Library Loot 2010-16

I did better with the loot today, though I’m still in a reading slump (I’m reading, I’m just not loving anything I’m reading. It’s all kind of just meh.). I did stop by the Friends of the Library bookstore and picked up Divine Secrets of the Ya-Ya Sisterhood: A Novel and A Short History of Tractors in Ukrainian, both of which I can use for the 2010 challenge. But what I’m really excited about is this: ChocolateChocolate. Yes, it’s a chocolate cookbook. *swoon* Here’s hoping there’s some yummy recipes.

One question, though, to help me out of my slump: what’s the best book you’ve read recently??

As for the library loot:

Picture Books:
It’s Picture Day Today! , by Megan McDonald and Katherine Tillotson
Zarafa: The Giraffe Who Walked to the King, by Judith St. George/Illus. by Britt Spencer
Wink: The Ninja Who Wanted to be Noticed, by J.C. Phillipps
Ron’s Big Mission, by Rose Blue and Corinne J. Naden/Illus. by Don Tate
Shwatsit!, by Christin Ditchfield/Illus. by Rosalind Beardshaw
It’s a Secret, by John Burningham
The Pigeon Wants a Puppy, by Mo Willems
The Old Woman and Her Pig: An Appalachian Folktale, retold by Margaret Read MacDonald/Illus. by John Kanzler

Middle Grade Fiction:
The Birthday Ball, by Lois Lowry

YA Fiction:
Wintergirls, by Laurie Halse Anderson
Runaway (Airhead), by Meg Cabot
Being Nikki (Airhead)
The Will Of The Empress, by Tamora Pierce
The Sorceress, by Michael Scott

The roundup is either at Adventures of an Intrepid Reader or A Striped Armchair. Obligatory FTC note: the links are provided through my Amazon Associates account. If you click through and actually purchase one of these books, I’ll get a teeny, tiny payment. But, since no one ever does, and it’s SO much easier using the associates account to put up these links, I’m going to keep doing it.

Breathless

by Jessica Warman
ages: 15+
First sentence: “There’s a man feeding the koi in our fishpond because my parents don’t want to do it themselves.”
Review copy sent to me by the publisher.

I thought the premise of this one was intriguing, and by all accounts, should have really liked it. Katie Kitrell has an incredibly messed up family: her father, a psychiatrist, is so absent that his children call him “the Ghost”. Her mother is an alcoholic; her older brother, Will, a schizophrenic who is becoming increasingly violent. So, when she’s shipped off to boarding school her sophomore year, she finds herself trying to reinvent who she is.
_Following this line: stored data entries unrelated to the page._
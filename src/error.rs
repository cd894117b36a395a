use std::io;
use std::path::PathBuf;
use thiserror::Error;
use std::fmt::Display;
use btleplug;
use serde_json;

#[derive(Error, Debug)]
pub enum ConfigError {
    #[error("Failed to determine path to config file")]
    NoConfigPath,

    #[error("Failed to read config file {path}: {source}")]
    IOError { path: PathBuf, source: io::Error },

    #[error("Failed to parse config overlay: {source}")]
    JsonError { #[from] source: serde_json::Error },

    #[error("Invalid uuid for {key}: {source}")]
    InvalidUuid { key: &'static str, source: uuid::Error },

    #[error("Invalid url for {key}: {source}")]
    InvalidUrl { key: &'static str, source: url::ParseError },
}

impl ConfigError {
    pub fn is_file_not_found_error(&self) -> bool {
        match self {
            ConfigError::IOError { source, .. } => source.kind() == io::ErrorKind::NotFound,
            _ => false,
        }
    }
}

#[derive(Error, Debug)]
pub enum AppRunError {
    #[error("Failed to start application (config): {source}")]
    ConfigError { #[from] source: ConfigError },

    #[error("Failed to start application (bluetooth): {source}")]
    DeviceError { #[from] source: DeviceError },

    #[error("Failed to start application (upload): {source}")]
    UploadError { #[from] source: UploadError },

    #[error("Failed to start application (io): {source}")]
    IOError { #[from] source: io::Error },
}

#[derive(Error, Debug)]
pub enum DeviceError {
    #[error("Error communicating with device (btleplug): {source}")]
    Btle { #[from] source: btleplug::Error },

    #[error("No bluetooth adapter is available")]
    NoAdapter,

    #[error("Bluetooth is turned off")]
    RadioOff,

    #[error("Not connected to a peripheral")]
    NotConnected,

    #[error("A peripheral session is already established")]
    AlreadyConnected,

    #[error("A required bluetooth characteristic is not available")]
    MissingCharacteristic,
}

#[derive(Error, Debug)]
pub enum LocationError {
    #[error("Location access has not been granted")]
    NotAuthorized,

    #[error("Failed to read position source {path}: {source}")]
    IOError { path: PathBuf, source: io::Error },
}

#[derive(Error, Debug)]
pub enum UploadError {
    #[error("Failed to build http client (reqwest): {source}")]
    Client { #[from] source: reqwest::Error },

    #[error("Invalid upload url: {source}")]
    Url { #[from] source: url::ParseError },
}

pub fn error_message<T: Display>(message: &str, error: &T) -> String {
    format!("{}: {}", message, error)
}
I thought it would be a fascinating story; a bit of a coming of age a bit of a mystery (the back says “And when Will commits an unthinkable act”; what is that, exactly). And for a while, it was. I’m not sure how much I connected with the characters, but Warman’s writing is quite elegant, feeling almost effortless. She does broken very well, and knowing that this story is semi-autobiographical makes it that much more powerful. But then, about halfway through, I became bored with it. I think part of it was that the book covers three years of time, and I just wasn’t interested in following Katie all through the rest of high school (with an epilogue that takes place ten years later). I think if the story had been more condensed over time, it would have worked better. For me, at least.
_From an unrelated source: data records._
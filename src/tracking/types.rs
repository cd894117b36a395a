use crate::device::types::SessionStatus;
use crate::location::types::{LocationStatus, PositionFix};
use crate::upload::types::UploadStats;

/// Requests a front-end can make of the coordinator.
#[derive(Debug, Clone, PartialEq)]
pub enum Command {
    StartTracking,
    StopTracking,
    Scan,
    Disconnect,
    Send(String),
    SendControl(String),
    PushFix(PositionFix),
    Status,
    Shutdown,
}

/// Everything worth showing at once.
#[derive(Debug, Clone, PartialEq)]
pub struct TrackingSnapshot {
    pub session_id: String,
    pub session: SessionStatus,
    pub location: LocationStatus,
    pub upload: UploadStats,
}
I also had a difficult time connecting with any of the characters. Most of them were either off-putting, spoiled, grating, or just plain irritating. I understand that it was the nature of the story, and I can accept that. Perhaps it would have been easier to stomach the characters if the time frame for the plot were shorter.

So, I abandoned it halfway through. I read the ending to see how it would all turn out (shame on me?), and then decided I didn’t care that much to go back and read about how the characters all got there. Time’s too precious to waste on books I’m not really connecting with. Right?